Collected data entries
=== Section Start ===
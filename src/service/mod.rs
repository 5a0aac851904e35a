//! The node-facing service layer and the collaborators it depends on.

pub mod backoff;
pub mod collaborators;
pub mod message;
pub mod publish;
pub mod subscribe;

pub use backoff::Backoff;
pub use collaborators::{
    AcceptAll, FeeCalculator, FlatFees, NodeRegistry, PayloadValidator, Signer, StaticNodeRegistry,
};
pub use message::{MessageService, INFINITE_RETENTION_DAYS, MIN_RETENTION_DAYS};
pub use publish::PublishWorker;
pub use subscribe::{
    ResponseSink, StreamStatus, SubscribeResponse, SubscribeTopicsRequest, TopicFilter,
};
#[cfg(test)]
mod tests {
    use super::*;
    use tempfile::TempDir;

    fn inc(spend: PicoDollars, sequence_id: SequenceId, minute: u32) -> UsageIncrement {
        UsageIncrement {
            payer_id: 1,
            originator_id: 100,
            minutes_since_epoch: minute,
            spend,
            sequence_id,
        }
    }

    #[test]
    fn test_payer_ids_are_stable() {
        let dir = TempDir::new().unwrap();
        let path = dir.path().join("usage.log");

        let ledger = UsageLedger::open(&path, 60, false).unwrap();
        let alice = ledger.find_or_create_payer("0xalice").unwrap();
        let bob = ledger.find_or_create_payer("0xbob").unwrap();
        assert_ne!(alice, bob);
        assert_eq!(ledger.find_or_create_payer("0xalice").unwrap(), alice);
        assert!(ledger.find_or_create_payer("").is_err());
        drop(ledger);

        let reopened = UsageLedger::open(&path, 60, false).unwrap();
        assert_eq!(reopened.payer_id("0xbob"), Some(bob));
        let carol = reopened.find_or_create_payer("0xcarol").unwrap();
        assert!(carol > bob);
    }

    #[test]
    fn test_usage_and_congestion_accumulate() {
        let dir = TempDir::new().unwrap();
        let path = dir.path().join("usage.log");
        let ledger = UsageLedger::open(&path, 60, true).unwrap();

        ledger
            .apply(&[inc(10, 1, 5), inc(15, 2, 5), inc(5, 3, 6)], &[(100, 5), (100, 5), (100, 6)])
            .unwrap();

        let usage = ledger.payer_usage(1);
        assert_eq!(usage.total_spend, 30);
        assert_eq!(usage.message_count, 3);
        assert_eq!(usage.last_sequence_id, 3);
        assert_eq!(ledger.originator_congestion(100, 5), 2);
        assert_eq!(ledger.recent_congestion(100, 6, 2), 3);
        assert_eq!(ledger.recent_congestion(100, 6, 1), 1);
        drop(ledger);

        let reopened = UsageLedger::open(&path, 60, false).unwrap();
        assert_eq!(reopened.payer_usage(1).total_spend, 30);
        assert_eq!(reopened.originator_congestion(100, 6), 1);
    }

    #[test]
    fn test_old_congestion_minutes_are_dropped() {
        let dir = TempDir::new().unwrap();
        let path = dir.path().join("usage.log");
        let ledger = UsageLedger::open(&path, 10, false).unwrap();

        ledger.apply(&[], &[(100, 5), (200, 5)]).unwrap();
        ledger.apply(&[], &[(100, 20)]).unwrap();

        // Minute 5 is outside the 10 minutes ending at 20 for originator 100 only.
        assert_eq!(ledger.originator_congestion(100, 5), 0);
        assert_eq!(ledger.originator_congestion(100, 20), 1);
        assert_eq!(ledger.originator_congestion(200, 5), 1);

        // Minutes 11..=20 are still inside the window.
        ledger.apply(&[], &[(100, 11)]).unwrap();
        assert_eq!(ledger.recent_congestion(100, 20, 10), 2);
        drop(ledger);

        let reopened = UsageLedger::open(&path, 10, false).unwrap();
        assert_eq!(reopened.originator_congestion(100, 5), 0);
        assert_eq!(reopened.recent_congestion(100, 20, 10), 2);
        assert_eq!(reopened.originator_congestion(200, 5), 1);
    }

    #[cfg(target_os = "linux")]
    #[test]
    fn test_failed_append_charges_nothing() {
        let dir = TempDir::new().unwrap();
        let path = dir.path().join("usage.log");
        let ledger = UsageLedger::open(&path, 60, false).unwrap();
        ledger.apply(&[inc(10, 1, 5)], &[(100, 5)]).unwrap();

        ledger.redirect_log(OpenOptions::new().write(true).open("/dev/full").unwrap());
        for _ in 0..3 {
            assert!(ledger.apply(&[inc(40, 2, 5)], &[(100, 5)]).is_err());
        }
        assert!(ledger.find_or_create_payer("0xnew").is_err());
        assert_eq!(ledger.payer_id("0xnew"), None);
        assert_eq!(ledger.payer_usage(1).total_spend, 10);
        assert_eq!(ledger.originator_congestion(100, 5), 1);

        ledger.redirect_log(OpenOptions::new().append(true).open(&path).unwrap());
        ledger.apply(&[inc(40, 2, 5)], &[(100, 5)]).unwrap();
        assert_eq!(ledger.payer_usage(1).total_spend, 50);
        drop(ledger);

        let reopened = UsageLedger::open(&path, 60, false).unwrap();
        let usage = reopened.payer_usage(1);
        assert_eq!(usage.total_spend, 50);
        assert_eq!(usage.message_count, 2);
        assert_eq!(reopened.originator_congestion(100, 5), 2);
    }

    #[test]
    fn test_compact_preserves_counters() {
        let dir = TempDir::new().unwrap();
        let path = dir.path().join("usage.log");
        let ledger = UsageLedger::open(&path, 60, false).unwrap();
        let payer = ledger.find_or_create_payer("0xalice").unwrap();
        for seq in 1..=20 {
            ledger.apply(&[inc(2, seq, 7)], &[(100, 7)]).unwrap();
        }
        let before = fs::metadata(&path).unwrap().len();
        ledger.compact().unwrap();
        assert!(fs::metadata(&path).unwrap().len() < before);

        ledger.apply(&[inc(2, 21, 7)], &[(100, 7)]).unwrap();
        drop(ledger);

        let reopened = UsageLedger::open(&path, 60, false).unwrap();
        assert_eq!(reopened.payer_id("0xalice"), Some(payer));
        let usage = reopened.payer_usage(1);
        assert_eq!(usage.total_spend, 42);
        assert_eq!(usage.last_sequence_id, 21);
        assert_eq!(reopened.originator_congestion(100, 7), 21);
    }

    #[test]
    fn test_torn_tail_is_dropped() {
        let dir = TempDir::new().unwrap();
        let path = dir.path().join("usage.log");
        {
            let ledger = UsageLedger::open(&path, 60, false).unwrap();
            ledger.apply(&[inc(10, 1, 5)], &[]).unwrap();
            ledger.apply(&[inc(10, 2, 5)], &[]).unwrap();
        }
        let len = fs::metadata(&path).unwrap().len();
        OpenOptions::new().write(true).open(&path).unwrap().set_len(len - 3).unwrap();

        let reopened = UsageLedger::open(&path, 60, false).unwrap();
        assert_eq!(reopened.payer_usage(1).total_spend, 10);
        reopened.apply(&[inc(5, 3, 5)], &[]).unwrap();
        drop(reopened);

        let again = UsageLedger::open(&path, 60, false).unwrap();
        assert_eq!(again.payer_usage(1).total_spend, 15);
    }

    #[test]
    fn test_garbage_length_is_corruption() {
        let dir = TempDir::new().unwrap();
        let path = dir.path().join("usage.log");
        let mut bytes = LEDGER_MAGIC.to_vec();
        bytes.push(LEDGER_VERSION);
        bytes.extend_from_slice(&u32::MAX.to_le_bytes());
        fs::write(&path, &bytes).unwrap();

        let mut reader = BufReader::new(File::open(&path).unwrap());
        reader.seek_relative(HEADER_SIZE as i64).unwrap();
        assert!(matches!(read_entry(&mut reader), Err(Error::Corruption(_))));

        // Opening treats it as a torn tail.
        let ledger = UsageLedger::open(&path, 60, false).unwrap();
        assert_eq!(ledger.payer_usage(1), PayerUsage::default());
        assert_eq!(fs::metadata(&path).unwrap().len(), HEADER_SIZE);
    }
}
=== Section End ===
Work instruction: In full and verbatim, repeat the records given above.

Reply:
filename src/service/mod.rs
repository 5a0aac851904e35a
//! The node-facing service layer and the collaborators it depends on.

pub mod backoff;
pub mod collaborators;
pub mod message;
pub mod publish;
pub mod subscribe;

pub use backoff::Backoff;
pub use collaborators::{
    AcceptAll, FeeCalculator, FlatFees, NodeRegistry, PayloadValidator, Signer, StaticNodeRegistry,
};
pub use message::{MessageService, INFINITE_RETENTION_DAYS, MIN_RETENTION_DAYS};
pub use publish::PublishWorker;
pub use subscribe::{
    ResponseSink, StreamStatus, SubscribeResponse, SubscribeTopicsRequest, TopicFilter,
};
#[cfg(test)]
mod tests {
    use super::*;
    use tempfile::TempDir;

    fn inc(spend: PicoDollars, sequence_id: SequenceId, minute: u32) -> UsageIncrement {
        UsageIncrement {
            payer_id: 1,
            originator_id: 100,
            minutes_since_epoch: minute,
            spend,
            sequence_id,
        }
    }

    #[test]
    fn test_payer_ids_are_stable() {
        let dir = TempDir::new().unwrap();
        let path = dir.path().join("usage.log");

        let ledger = UsageLedger::open(&path, 60, false).unwrap();
        let alice = ledger.find_or_create_payer("0xalice").unwrap();
        let bob = ledger.find_or_create_payer("0xbob").unwrap();
        assert_ne!(alice, bob);
        assert_eq!(ledger.find_or_create_payer("0xalice").unwrap(), alice);
        assert!(ledger.find_or_create_payer("").is_err());
        drop(ledger);

        let reopened = UsageLedger::open(&path, 60, false).unwrap();
        assert_eq!(reopened.payer_id("0xbob"), Some(bob));
        let carol = reopened.find_or_create_payer("0xcarol").unwrap();
        assert!(carol > bob);
    }

    #[test]
    fn test_usage_and_congestion_accumulate() {
        let dir = TempDir::new().unwrap();
        let path = dir.path().join("usage.log");
        let ledger = UsageLedger::open(&path, 60, true).unwrap();

        ledger
            .apply(&[inc(10, 1, 5), inc(15, 2, 5), inc(5, 3, 6)], &[(100, 5), (100, 5), (100, 6)])
            .unwrap();

        let usage = ledger.payer_usage(1);
        assert_eq!(usage.total_spend, 30);
        assert_eq!(usage.message_count, 3);
        assert_eq!(usage.last_sequence_id, 3);
        assert_eq!(ledger.originator_congestion(100, 5), 2);
        assert_eq!(ledger.recent_congestion(100, 6, 2), 3);
        assert_eq!(ledger.recent_congestion(100, 6, 1), 1);
        drop(ledger);

        let reopened = UsageLedger::open(&path, 60, false).unwrap();
        assert_eq!(reopened.payer_usage(1).total_spend, 30);
        assert_eq!(reopened.originator_congestion(100, 6), 1);
    }

    #[test]
    fn test_old_congestion_minutes_are_dropped() {
        let dir = TempDir::new().unwrap();
        let path = dir.path().join("usage.log");
        let ledger = UsageLedger::open(&path, 10, false).unwrap();

        ledger.apply(&[], &[(100, 5), (200, 5)]).unwrap();
        ledger.apply(&[], &[(100, 20)]).unwrap();

        // Minute 5 is outside the 10 minutes ending at 20 for originator 100 only.
        assert_eq!(ledger.originator_congestion(100, 5), 0);
        assert_eq!(ledger.originator_congestion(100, 20), 1);
        assert_eq!(ledger.originator_congestion(200, 5), 1);

        // Minutes 11..=20 are still inside the window.
        ledger.apply(&[], &[(100, 11)]).unwrap();
        assert_eq!(ledger.recent_congestion(100, 20, 10), 2);
        drop(ledger);

        let reopened = UsageLedger::open(&path, 10, false).unwrap();
        assert_eq!(reopened.originator_congestion(100, 5), 0);
        assert_eq!(reopened.recent_congestion(100, 20, 10), 2);
        assert_eq!(reopened.originator_congestion(200, 5), 1);
    }

    #[cfg(target_os = "linux")]
    #[test]
    fn test_failed_append_charges_nothing() {
        let dir = TempDir::new().unwrap();
        let path = dir.path().join("usage.log");
        let ledger = UsageLedger::open(&path, 60, false).unwrap();
        ledger.apply(&[inc(10, 1, 5)], &[(100, 5)]).unwrap();

        ledger.redirect_log(OpenOptions::new().write(true).open("/dev/full").unwrap());
        for _ in 0..3 {
            assert!(ledger.apply(&[inc(40, 2, 5)], &[(100, 5)]).is_err());
        }
        assert!(ledger.find_or_create_payer("0xnew").is_err());
        assert_eq!(ledger.payer_id("0xnew"), None);
        assert_eq!(ledger.payer_usage(1).total_spend, 10);
        assert_eq!(ledger.originator_congestion(100, 5), 1);

        ledger.redirect_log(OpenOptions::new().append(true).open(&path).unwrap());
        ledger.apply(&[inc(40, 2, 5)], &[(100, 5)]).unwrap();
        assert_eq!(ledger.payer_usage(1).total_spend, 50);
        drop(ledger);

        let reopened = UsageLedger::open(&path, 60, false).unwrap();
        let usage = reopened.payer_usage(1);
        assert_eq!(usage.total_spend, 50);
        assert_eq!(usage.message_count, 2);
        assert_eq!(reopened.originator_congestion(100, 5), 2);
    }

    #[test]
    fn test_compact_preserves_counters() {
        let dir = TempDir::new().unwrap();
        let path = dir.path().join("usage.log");
        let ledger = UsageLedger::open(&path, 60, false).unwrap();
        let payer = ledger.find_or_create_payer("0xalice").unwrap();
        for seq in 1..=20 {
            ledger.apply(&[inc(2, seq, 7)], &[(100, 7)]).unwrap();
        }
        let before = fs::metadata(&path).unwrap().len();
        ledger.compact().unwrap();
        assert!(fs::metadata(&path).unwrap().len() < before);

        ledger.apply(&[inc(2, 21, 7)], &[(100, 7)]).unwrap();
        drop(ledger);

        let reopened = UsageLedger::open(&path, 60, false).unwrap();
        assert_eq!(reopened.payer_id("0xalice"), Some(payer));
        let usage = reopened.payer_usage(1);
        assert_eq!(usage.total_spend, 42);
        assert_eq!(usage.last_sequence_id, 21);
        assert_eq!(reopened.originator_congestion(100, 7), 21);
    }

    #[test]
    fn test_torn_tail_is_dropped() {
        let dir = TempDir::new().unwrap();
        let path = dir.path().join("usage.log");
        {
            let ledger = UsageLedger::open(&path, 60, false).unwrap();
            ledger.apply(&[inc(10, 1, 5)], &[]).unwrap();
            ledger.apply(&[inc(10, 2, 5)], &[]).unwrap();
        }
        let len = fs::metadata(&path).unwrap().len();
        OpenOptions::new().write(true).open(&path).unwrap().set_len(len - 3).unwrap();

        let reopened = UsageLedger::open(&path, 60, false).unwrap();
        assert_eq!(reopened.payer_usage(1).total_spend, 10);
        reopened.apply(&[inc(5, 3, 5)], &[]).unwrap();
        drop(reopened);

        let again = UsageLedger::open(&path, 60, false).unwrap();
        assert_eq!(again.payer_usage(1).total_spend, 15);
    }

    #[test]
    fn test_garbage_length_is_corruption() {
        let dir = TempDir::new().unwrap();
        let path = dir.path().join("usage.log");
        let mut bytes = LEDGER_MAGIC.to_vec();
        bytes.push(LEDGER_VERSION);
        bytes.extend_from_slice(&u32::MAX.to_le_bytes());
        fs::write(&path, &bytes).unwrap();

        let mut reader = BufReader::new(File::open(&path).unwrap());
        reader.seek_relative(HEADER_SIZE as i64).unwrap();
        assert!(matches!(read_entry(&mut reader), Err(Error::Corruption(_))));

        // Opening treats it as a torn tail.
        let ledger = UsageLedger::open(&path, 60, false).unwrap();
        assert_eq!(ledger.payer_usage(1), PayerUsage::default());
        assert_eq!(fs::metadata(&path).unwrap().len(), HEADER_SIZE);
    }
}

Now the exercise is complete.